=== INPUT FOR THIS TASK ===

//! Conversions from version-specific payloads to the version-independent model.

use tracing::*;

use crate::{
    device::DatapathId,
    protocol::{
        FlowStats, GroupDesc, Instruction, MeterBandEntry, MeterConfig, MeterFlagsBitmap,
        OfVersion,
    },
    statistics::snapshot::{
        FlowStatistics, GroupBucket, GroupDescription, GroupType, MeterBand, MeterBandHeader,
        MeterConfigStatistics, MeterFlags, StatsDuration,
    },
};

#[derive(Debug, Clone, Copy, PartialEq, Eq)]
pub struct ConvertorData {
    pub version: OfVersion,
    pub datapath_id: DatapathId,
}

impl ConvertorData {
    pub fn new(version: OfVersion, datapath_id: DatapathId) -> Self {
        Self {
            version,
            datapath_id,
        }
    }
}

/// Converts payloads whose shape depends on the protocol version.
///
/// `None` means the payload cannot be represented in the common model.
pub trait ConvertorExecutor: Send + Sync {
    fn convert_flow_stats(
        &self,
        flows: &[FlowStats],
        data: &ConvertorData,
    ) -> Option<Vec<FlowStatistics>>;

    fn convert_group_desc(
        &self,
        groups: &[GroupDesc],
        data: &ConvertorData,
    ) -> Option<Vec<GroupDescription>>;

    fn convert_meter_config(
        &self,
        configs: &[MeterConfig],
        data: &ConvertorData,
    ) -> Option<Vec<MeterConfigStatistics>>;

    fn node_connector_id(&self, port_no: u32, data: &ConvertorData) -> String;
}

#[derive(Debug, Default, Clone, Copy)]
pub struct DefaultConvertorExecutor;

impl ConvertorExecutor for DefaultConvertorExecutor {
    fn convert_flow_stats(
        &self,
        flows: &[FlowStats],
        data: &ConvertorData,
    ) -> Option<Vec<FlowStatistics>> {
        let converted = flows
            .iter()
            .map(|flow| {
                let mut match_fields = flow.match_fields.clone();
                match_fields.sort();

                let instructions = match data.version {
                    OfVersion::V13 => flow.instructions.clone(),
                    OfVersion::V10 if flow.actions.is_empty() => Vec::new(),
                    OfVersion::V10 => vec![Instruction::ApplyActions(flow.actions.clone())],
                };

                FlowStatistics {
                    table_id: flow.table_id,
                    priority: flow.priority,
                    cookie: flow.cookie,
                    idle_timeout: flow.idle_timeout,
                    hard_timeout: flow.hard_timeout,
                    flags: flow.flags,
                    duration: StatsDuration::new(flow.duration_sec, flow.duration_nsec),
                    packet_count: flow.packet_count,
                    byte_count: flow.byte_count,
                    match_fields,
                    instructions,
                }
            })
            .collect();

        Some(converted)
    }

    fn convert_group_desc(
        &self,
        groups: &[GroupDesc],
        _data: &ConvertorData,
    ) -> Option<Vec<GroupDescription>> {
        groups
            .iter()
            .map(|group| {
                let Some(group_type) = GroupType::from_wire(group.group_type) else {
                    debug!(
                        "Group {} has unknown type code {}",
                        group.group_id, group.group_type
                    );
                    return None;
                };

                let buckets = group
                    .buckets
                    .iter()
                    .enumerate()
                    .map(|(bucket_id, bucket)| GroupBucket {
                        bucket_id: bucket_id as u32,
                        weight: bucket.weight,
                        watch_port: bucket.watch_port,
                        watch_group: bucket.watch_group,
                        actions: bucket.actions.clone(),
                    })
                    .collect();

                Some(GroupDescription {
                    group_id: group.group_id,
                    group_type,
                    buckets,
                })
            })
            .collect()
    }

    fn convert_meter_config(
        &self,
        configs: &[MeterConfig],
        _data: &ConvertorData,
    ) -> Option<Vec<MeterConfigStatistics>> {
        let converted = configs
            .iter()
            .map(|config| MeterConfigStatistics {
                meter_id: config.meter_id,
                flags: meter_flags(&config.flags),
                bands: config
                    .bands
                    .iter()
                    .enumerate()
                    .map(|(band_id, band)| MeterBandHeader {
                        band_id: band_id as u32,
                        band: meter_band(band),
                    })
                    .collect(),
            })
            .collect();

        Some(converted)
    }

    fn node_connector_id(&self, port_no: u32, data: &ConvertorData) -> String {
        let port = reserved_port_name(port_no, data.version)
            .map(str::to_string)
            .unwrap_or_else(|| port_no.to_string());
        format!("{}:{port}", data.datapath_id.node_id())
    }
}

fn meter_flags(flags: &MeterFlagsBitmap) -> MeterFlags {
    let mut meter_flags = MeterFlags::empty();
    meter_flags.set(MeterFlags::KBPS, flags.kbps);
    meter_flags.set(MeterFlags::PKTPS, flags.pktps);
    meter_flags.set(MeterFlags::BURST, flags.burst);
    meter_flags.set(MeterFlags::STATS, flags.stats);
    meter_flags
}

fn meter_band(band: &MeterBandEntry) -> MeterBand {
    match *band {
        MeterBandEntry::Drop { rate, burst_size } => MeterBand::Drop { rate, burst_size },
        MeterBandEntry::DscpRemark {
            rate,
            burst_size,
            prec_level,
        } => MeterBand::DscpRemark {
            rate,
            burst_size,
            prec_level,
        },
        MeterBandEntry::Experimenter {
            rate,
            burst_size,
            experimenter,
        } => MeterBand::Experimenter {
            rate,
            burst_size,
            experimenter,
        },
    }
}

/// Names of the reserved ports, which sit at the top of each version's port range.
pub fn reserved_port_name(port_no: u32, version: OfVersion) -> Option<&'static str> {
    let base = match version {
        OfVersion::V10 => 0xfff8,
        OfVersion::V13 => 0xffff_fff8,
    };
    let max = match version {
        OfVersion::V10 => 0xffff,
        OfVersion::V13 => 0xffff_ffff,
    };
    if port_no < base || port_no > max {
        return None;
    }

    let name = match port_no - base {
        0 => "IN_PORT",
        1 => "TABLE",
        2 => "NORMAL",
        3 => "FLOOD",
        4 => "ALL",
        5 => "CONTROLLER",
        6 => "LOCAL",
        _ => "ANY",
    };
    Some(name)
}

===

AIM OF THE TASK →
An exact copy of the lines above, from the one containing "band_id: band_id as" down to the one containing "meter_flags.set(MeterFlags::BURST, flags.burst);" and including both, is the whole answer; retype it and nothing else.

WRITTEN RESPONSE →
                        band_id: band_id as u32,
                        band: meter_band(band),
                    })
                    .collect(),
            })
            .collect();

        Some(converted)
    }

    fn node_connector_id(&self, port_no: u32, data: &ConvertorData) -> String {
        let port = reserved_port_name(port_no, data.version)
            .map(str::to_string)
            .unwrap_or_else(|| port_no.to_string());
        format!("{}:{port}", data.datapath_id.node_id())
    }
}

fn meter_flags(flags: &MeterFlagsBitmap) -> MeterFlags {
    let mut meter_flags = MeterFlags::empty();
    meter_flags.set(MeterFlags::KBPS, flags.kbps);
    meter_flags.set(MeterFlags::PKTPS, flags.pktps);
    meter_flags.set(MeterFlags::BURST, flags.burst);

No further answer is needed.